■ **What you are asked to do**
In the data below, find every line with the word "ElementFixture" and copy it out.

■ **Data records**
---
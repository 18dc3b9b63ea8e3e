#![forbid(unsafe_code)]

//! Test harness for rxel elements.
//!
//! - [`RecordingHost`]: host double recording events and attribute writes.
//! - [`RenderLog`]: render callback recorder.
//! - [`EvidenceLog`]: JSONL evidence lines for failed-run forensics.
//! - [`ElementFixture`]: an element on a lab-clock timer scheduler with all
//!   of the above attached.

pub mod evidence;
pub mod fixture;
pub mod host;
pub mod render_log;

pub use evidence::{EvidenceEntry, EvidenceLog};
pub use fixture::{ElementFixture, Snapshot};
pub use host::{HostRecord, RecordingHost, SurfaceId};
pub use render_log::{RenderLog, RenderRecord};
---
■ **The completed task**
//! - [`ElementFixture`]: an element on a lab-clock timer scheduler with all
pub use fixture::{ElementFixture, Snapshot};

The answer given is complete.